Innovation through these components can be followed by BPO firms in the Philippines to earn $100 billion in revenues from the industry 10 years from now, he said.

Talent strategy

Another Indian outsourcing expert, Global Talent Track chief executive Dr. Uma Ganesh said a comprehensive strategy for talent development was needed to complement the overall innovation strategy.

Talent development should address the “skills specialization” needed for the new verticals that a country would diversity into over the next 5 or 10 years.

“This would also mean that apart form the short-term needs of providing immediate skills to meet the industry’s needs today, the players, government and academia should start planning for additional skills in domain, technology and capabilities that can result in innovation,” said Ganesh in a separate interview.

“Customers would go to countries, which can provide the best talent anywhere in the world and for Philippines to go up the value chain and add higher value offerings, new skills and re-skilling current employees to specially adapt to the multi-modal information driven environment would be necessary,” she explained.

As with any business, scale is important to attract and retain large customers, she added.
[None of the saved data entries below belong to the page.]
//! # Fixed-Block Message Pool
//!
//! A deterministic no-heap allocator for message payloads: up to four size
//! classes, each a fixed number of equal-size blocks, all carved out of one
//! static backing arena at construction. Free blocks of a class chain
//! through an intrusive singly linked list; the link is stored in the block
//! itself as an arena offset, so the pool is position-independent data.
//!
//! Allocation scans the classes in ascending size order and takes the first
//! class that both fits the request and has a free block. Freeing a pointer
//! that never came from the arena is a silent no-op — the ISR send path
//! relies on this when a payload is not pool-owned.
//!
//! With the `pool-debug` feature each block is framed for overwrite
//! detection:
//!
//! ```text
//! [requested size: u32][pad: 2][begin sig: u16][payload ...][end sig: u16]
//! ```
//!
//! The payload is filled with a known pattern on allocation, and any
//! sentinel or size fault found on free is reported through the debug
//! channel. A faulted block is still returned to its free list.
//!
//! Neither [`Pool::alloc`] nor [`Pool::free`] locks; the kernel's public
//! wrappers run them inside a critical section so they are safe against
//! ISR-context use.

use crate::config::{
    POOL_COUNT1, POOL_COUNT2, POOL_COUNT3, POOL_COUNT4, POOL_SIZE1, POOL_SIZE2, POOL_SIZE3,
    POOL_SIZE4,
};

/// Free-list terminator (an offset no block can have).
const NONE: usize = usize::MAX;

/// Block granularity. Strides are rounded up to this so every block start
/// can hold a free-list link and payloads stay word-aligned.
const ALIGN: usize = 8;

#[cfg(feature = "pool-debug")]
const HDR: usize = 8;
#[cfg(feature = "pool-debug")]
const TRAILER: usize = 2;

#[cfg(not(feature = "pool-debug"))]
const HDR: usize = 0;
#[cfg(not(feature = "pool-debug"))]
const TRAILER: usize = 0;

#[cfg(feature = "pool-debug")]
const SIG_BEGIN: u16 = 0xDEAD;
#[cfg(feature = "pool-debug")]
const SIG_END: u16 = 0xFFED;
#[cfg(feature = "pool-debug")]
const FILL_PATTERN: u8 = 0xEE;

const fn round_up(n: usize) -> usize {
    (n + (ALIGN - 1)) & !(ALIGN - 1)
}

/// Bytes one block of a class occupies in the arena, instrumentation
/// included. Zero for an omitted class.
const fn stride(size: usize) -> usize {
    if size == 0 {
        0
    } else {
        HDR + round_up(size + TRAILER)
    }
}

/// Total backing storage. Every configured class contributes
/// `count * stride(size)`; an omitted class contributes zero.
const POOL_BYTES: usize = POOL_COUNT1 * stride(POOL_SIZE1)
    + POOL_COUNT2 * stride(POOL_SIZE2)
    + POOL_COUNT3 * stride(POOL_SIZE3)
    + POOL_COUNT4 * stride(POOL_SIZE4);

/// Backing arena, aligned so block starts can be read as `usize` links.
#[repr(align(8))]
struct Arena([u8; POOL_BYTES]);

/// One size class: its region of the arena and its free list head.
#[derive(Clone, Copy)]
struct Class {
    count: usize,
    size: usize,
    /// Arena offset of this class's region.
    base: usize,
    /// Offset of the first free block, or [`NONE`].
    head: usize,
}

const EMPTY_CLASS: Class = Class {
    count: 0,
    size: 0,
    base: 0,
    head: NONE,
};

/// Faults detected while freeing an instrumented block. All fields stay
/// `false` when `pool-debug` is disabled.
#[derive(Debug, Default, Clone, Copy, PartialEq, Eq)]
pub(crate) struct PoolFault {
    /// The recorded request size exceeds the class block size.
    pub size_out_of_range: bool,
    /// The begin sentinel was overwritten (payload underwrite).
    pub begin_overwritten: bool,
    /// The end sentinel was overwritten (payload overrun).
    pub end_overwritten: bool,
}

impl PoolFault {
    pub fn any(&self) -> bool {
        self.size_out_of_range || self.begin_overwritten || self.end_overwritten
    }
}

/// The fixed-block pool: four class descriptors over one backing arena.
pub(crate) struct Pool {
    mem: Arena,
    classes: [Class; 4],
}

impl Pool {
    /// An uncarved pool. [`reset`](Self::reset) must run before first use.
    pub const fn new() -> Self {
        Self {
            mem: Arena([0; POOL_BYTES]),
            classes: [EMPTY_CLASS; 4],
        }
    }

    /// Carve the arena for the configured classes, dropping any previous
    /// state. Outstanding blocks become invalid.
    pub fn reset(&mut self) {
        self.configure([
            (POOL_COUNT1, POOL_SIZE1),
            (POOL_COUNT2, POOL_SIZE2),
            (POOL_COUNT3, POOL_SIZE3),
            (POOL_COUNT4, POOL_SIZE4),
        ]);
    }

    /// Carve the arena for an explicit `(count, size)` class table. The
    /// table need not be sorted; classes are put in ascending size order
    /// first so allocation can stop at the first fitting class.
    pub fn configure(&mut self, table: [(usize, usize); 4]) {
        for (class, &(count, size)) in self.classes.iter_mut().zip(table.iter()) {
            *class = Class {
                count,
                size,
                base: 0,
                head: NONE,
            };
        }

        // Bubble sort into ascending size order (n is at most 4).
        let n = self.classes.len();
        for i in (0..n - 1).rev() {
            for j in 0..=i {
                if self.classes[j].size > self.classes[j + 1].size {
                    self.classes.swap(j, j + 1);
                }
            }
        }

        // Chain each class's blocks into its free list.
        let mut off = 0;
        for i in 0..self.classes.len() {
            if self.classes[i].count == 0 {
                continue;
            }
            self.classes[i].base = off;
            let step = stride(self.classes[i].size);
            for _ in 0..self.classes[i].count {
                let head = self.classes[i].head;
                self.set_link_at(off, head);
                self.classes[i].head = off;
                off += step;
            }
        }
        debug_assert!(off <= POOL_BYTES);
    }

    /// Allocate a block of at least `size` bytes. Returns null when `size`
    /// is zero, larger than every class, or every fitting class is empty.
    pub fn alloc(&mut self, size: usize) -> *mut u8 {
        if size == 0 {
            return core::ptr::null_mut();
        }
        for i in 0..self.classes.len() {
            let class = self.classes[i];
            if class.count == 0 || size > class.size || class.head == NONE {
                continue;
            }
            let block = class.head;
            self.classes[i].head = self.link_at(block);
            return self.stamp(block, size);
        }
        core::ptr::null_mut()
    }

    /// Return a block to its class. Null pointers and pointers outside the
    /// arena are ignored. Under `pool-debug` the block's sentinels and
    /// recorded size are verified first; faults are reported on the debug
    /// channel and also returned so callers can observe them, but the
    /// block goes back on the free list either way.
    pub fn free(&mut self, ptr: *mut u8) -> Option<PoolFault> {
        if ptr.is_null() {
            return None;
        }
        let base = self.mem.0.as_ptr() as usize;
        let addr = ptr as usize;
        if addr < base || addr >= base + POOL_BYTES {
            return None;
        }
        let off = addr - base;

        for i in 0..self.classes.len() {
            let class = self.classes[i];
            if class.count == 0 {
                continue;
            }
            let span = class.count * stride(class.size);
            if off < class.base + HDR || off >= class.base + span {
                continue;
            }
            let block = off - HDR;

            let fault = self.check_block(block, class.size);
            if fault.any() {
                if fault.size_out_of_range {
                    log::warn!("pool block {:p} size out of range", ptr);
                }
                if fault.begin_overwritten {
                    log::warn!("pool block {:p} begin signature overwrite", ptr);
                }
                if fault.end_overwritten {
                    log::warn!("pool block {:p} end signature overwrite", ptr);
                }
            }

            self.set_link_at(block, self.classes[i].head);
            self.classes[i].head = block;
            return Some(fault);
        }
        None
    }

    /// Read the free-list link stored at the start of a free block.
    fn link_at(&self, off: usize) -> usize {
        // Safety: `off` is a block start inside the arena, 8-aligned.
        unsafe { (self.mem.0.as_ptr().add(off) as *const usize).read() }
    }

    /// Store a free-list link at the start of a free block.
    fn set_link_at(&mut self, off: usize, link: usize) {
        // Safety: `off` is a block start inside the arena, 8-aligned.
        unsafe { (self.mem.0.as_mut_ptr().add(off) as *mut usize).write(link) }
    }

    /// Instrument a freshly popped block and return its payload pointer.
    #[cfg(feature = "pool-debug")]
    fn stamp(&mut self, block: usize, size: usize) -> *mut u8 {
        // Safety: `block` is a block start inside the arena and the class
        // stride leaves room for the header, `size` bytes and the trailer.
        unsafe {
            let p = self.mem.0.as_mut_ptr().add(block);
            (p as *mut u32).write(size as u32);
            (p.add(HDR - 2) as *mut u16).write(SIG_BEGIN);
            let payload = p.add(HDR);
            core::ptr::write_bytes(payload, FILL_PATTERN, size);
            (payload.add(size) as *mut u16).write_unaligned(SIG_END);
            payload
        }
    }

    #[cfg(not(feature = "pool-debug"))]
    fn stamp(&mut self, block: usize, _size: usize) -> *mut u8 {
        // Safety: `block` is a block start inside the arena.
        unsafe { self.mem.0.as_mut_ptr().add(block) }
    }

    /// Verify a block's instrumentation before it goes back on the free
    /// list. The end sentinel is only checked when the recorded size is
    /// plausible, since an out-of-range size would point past the block.
    #[cfg(feature = "pool-debug")]
    fn check_block(&self, block: usize, class_size: usize) -> PoolFault {
        let mut fault = PoolFault::default();
        // Safety: `block` is a block start inside the arena.
        unsafe {
            let p = self.mem.0.as_ptr().add(block);
            let size = (p as *const u32).read() as usize;
            if size > class_size {
                fault.size_out_of_range = true;
            }
            if (p.add(HDR - 2) as *const u16).read() != SIG_BEGIN {
                fault.begin_overwritten = true;
            }
            if !fault.size_out_of_range
                && (p.add(HDR + size) as *const u16).read_unaligned() != SIG_END
            {
                fault.end_overwritten = true;
            }
        }
        fault
    }

    #[cfg(not(feature = "pool-debug"))]
    fn check_block(&self, _block: usize, _class_size: usize) -> PoolFault {
        PoolFault::default()
    }

    /// Block size of the class a payload pointer belongs to.
    #[cfg(test)]
    fn class_size_of(&self, ptr: *mut u8) -> Option<usize> {
        let base = self.mem.0.as_ptr() as usize;
        let addr = ptr as usize;
        if addr < base || addr >= base + POOL_BYTES {
            return None;
        }
        let off = addr - base;
        for class in &self.classes {
            if class.count == 0 {
                continue;
            }
            let span = class.count * stride(class.size);
            if off >= class.base && off < class.base + span {
                return Some(class.size);
            }
        }
        None
    }
}

// ---------------------------------------------------------------------------
// Unit tests (host-only)
// ---------------------------------------------------------------------------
Using technology to reach out to reach out to huge numbers and sections of students in a cost effective manner and with low or minimal dependence on experts or faculty is needed, Ganesh said.

Partnerships with institutions outside the country can also help build a time-ound program to learn best practices from other countries and re-align local skills development to global standards, Ganesh added.

Oscar Sanez, chief executive of the Business Processing Association of the Philippines (BPAP) said the industry group was aggressively forming tie-ups with international outsourcing agencies to learn and share best practices, promote the country as an outsourcing and offshoring destination and further develop its talent pool through continuous skills training.

Sanez said the Philippines was on track to meet the S100 billion revenue mark by 2020 as the local BPO industry continues to grow at an average rate of 30 percent annually.

By year-end, Sanez said the local BPO market would grow at 23 percent and earn between $7.3 and $7.5 billion in revenues, up from last year’s $6.1 billion earnings.